I'm seeing an 80x-120x performance slowdown using the (c/plus (c/alt ...)) combinator to parse a string of special characters as compared to regex, (c/regexp #"[\a\b\c...]+").

In comparison, matching on the same string using Clojure Spec2 Alpha with (s/+ #{\a \b \c ...}) is only 20x slower than the regexp.

The combinators are so much more readable, composable and less error-prone than writing string-based regular expressions, so I'd love to use them, but the performance difference is significant.

Is there a way to speed up a set match, or write a manual matcher? It would be great if I could pass Instaparse any function and it eats whatever the function returns, unless it's a special :instaparse/invalid value.

Here are my Criterium benchmarks (done on i9 MBP16):

(let [test-input        "~|'[@:];|;{{}=:;<];~[^|{?"
       charset           #{\: \; \< \= \> \? \@,
                            \[ \] \\ \^ \_ \',
                            \{ \| \} \~}
      test-spec         (s/+ charset)                     ;; (aside: Spec2 will moan about fully-qualified symbol #bug)
      combinator-parser (insta/parser
                            {:S (c/plus (->> charset
                                          (map (comp c/unicode-char int))
                                          (apply c/alt)))}
                            :start :S)
      regex-parser      (insta/parser
                            {:S (regexp #"[\:\;\<=\>\?\@\[\]\\\^\_\'\{\|\}\~]+")} :start :S)]
    (crit/quick-bench                                       ;; uncomment ones we don't care about
      (s/conform test-spec (seq test-input)) ;; mean: 117.3us
      (insta/parse combinator-parser test-input) ;; mean: 614us
      (insta/parse regex-parser test-input))) ;; mean: 5.43us

(I also tried using the defparser macro, with similiar results.)

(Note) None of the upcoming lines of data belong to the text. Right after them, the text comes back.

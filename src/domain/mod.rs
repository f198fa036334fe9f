pub mod locale;
pub mod property;

pub use locale::Locale;
pub use property::{
    Agent, Coordinates, Dimensions, Documents, Features, Fees, Image, LocalizedValue, Media, Meta,
    Pricing, Property, Rental,
};
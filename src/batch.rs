// batch.rs
use crate::domain::{Locale, Property};
use crate::linear::RawListing;
use crate::mapper::LinearMapper;
use crate::normalize::{slug_base, SlugRegistry};
use crate::TARGET_MAPPER;
use std::collections::HashSet;
use std::thread;
use tracing::{debug, info};

/// Map a batch on `workers` threads.
///
/// Each worker maps one contiguous chunk with its own mapper seeded from
/// `registry`. The records are then walked in input order and every slug is
/// adopted into the merged registry; a slug already used earlier in the batch
/// or held by another listing is re-issued. The result keeps the batch-wide
/// uniqueness of sequential mapping. Returns the records in input order
/// together with the merged registry.
pub fn map_parallel(
    listings: &[RawListing],
    locale: Locale,
    workers: usize,
    registry: SlugRegistry,
) -> (Vec<Property>, SlugRegistry) {
    if workers <= 1 || listings.len() <= 1 {
        let mut mapper = LinearMapper::with_registry(registry);
        let properties = mapper.map_all(listings, locale);
        return (properties, mapper.into_registry());
    }

    let chunk_size = listings.len().div_ceil(workers);
    info!(
        target: TARGET_MAPPER,
        "Mapping {} listings on {} workers ({} per chunk)",
        listings.len(),
        workers,
        chunk_size
    );

    let mut properties: Vec<Property> = thread::scope(|scope| {
        let handles: Vec<_> = listings
            .chunks(chunk_size)
            .map(|chunk| {
                let seed = registry.clone();
                scope.spawn(move || LinearMapper::with_registry(seed).map_all(chunk, locale))
            })
            .collect();

        handles
            .into_iter()
            .flat_map(|handle| match handle.join() {
                Ok(chunk) => chunk,
                Err(panic) => std::panic::resume_unwind(panic),
            })
            .collect()
    });

    let mut merged = registry;
    let mut used = HashSet::with_capacity(properties.len());

    for (position, property) in properties.iter_mut().enumerate() {
        let base = slug_base(&property.address);
        let postal = Some(property.postal_code.as_str()).filter(|p| !p.is_empty());

        let kept = !used.contains(&property.slug)
            && merged.adopt(&property.id, &property.slug, &base, postal);
        if !kept {
            let slug = merged.reserve_new(&property.id, &base, postal);
            debug!(
                target: TARGET_MAPPER,
                position,
                id = %property.id,
                from = %property.slug,
                to = %slug,
                "Slug reassigned after merge"
            );
            property.slug = slug;
        }
        used.insert(property.slug.clone());
    }

    (properties, merged)
}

Engelberg commented 4 years ago

Generally anything that can be expressed as a regular expression will be way faster as a regular expression.

The regular expression has a huge advantage in that the correct interpretation can be determined locally by what immediately follows and nothing beyond.

Instaparse is aiming to be truly general across all types of grammars, so that means the correct alternative right now could potentially be determined by some character at the very end of the string. So instaparse has to keep open all the other possibilities so it can backtrack to this point later if need be.

Consider an alternative "a" or "aa" in a context of "aaabc". The correct match depends entirely on what kinds of rules make the rest of the string make sense. If there's a rule afterwards to match "abc", that's different than if there is a rule that matches "aabc".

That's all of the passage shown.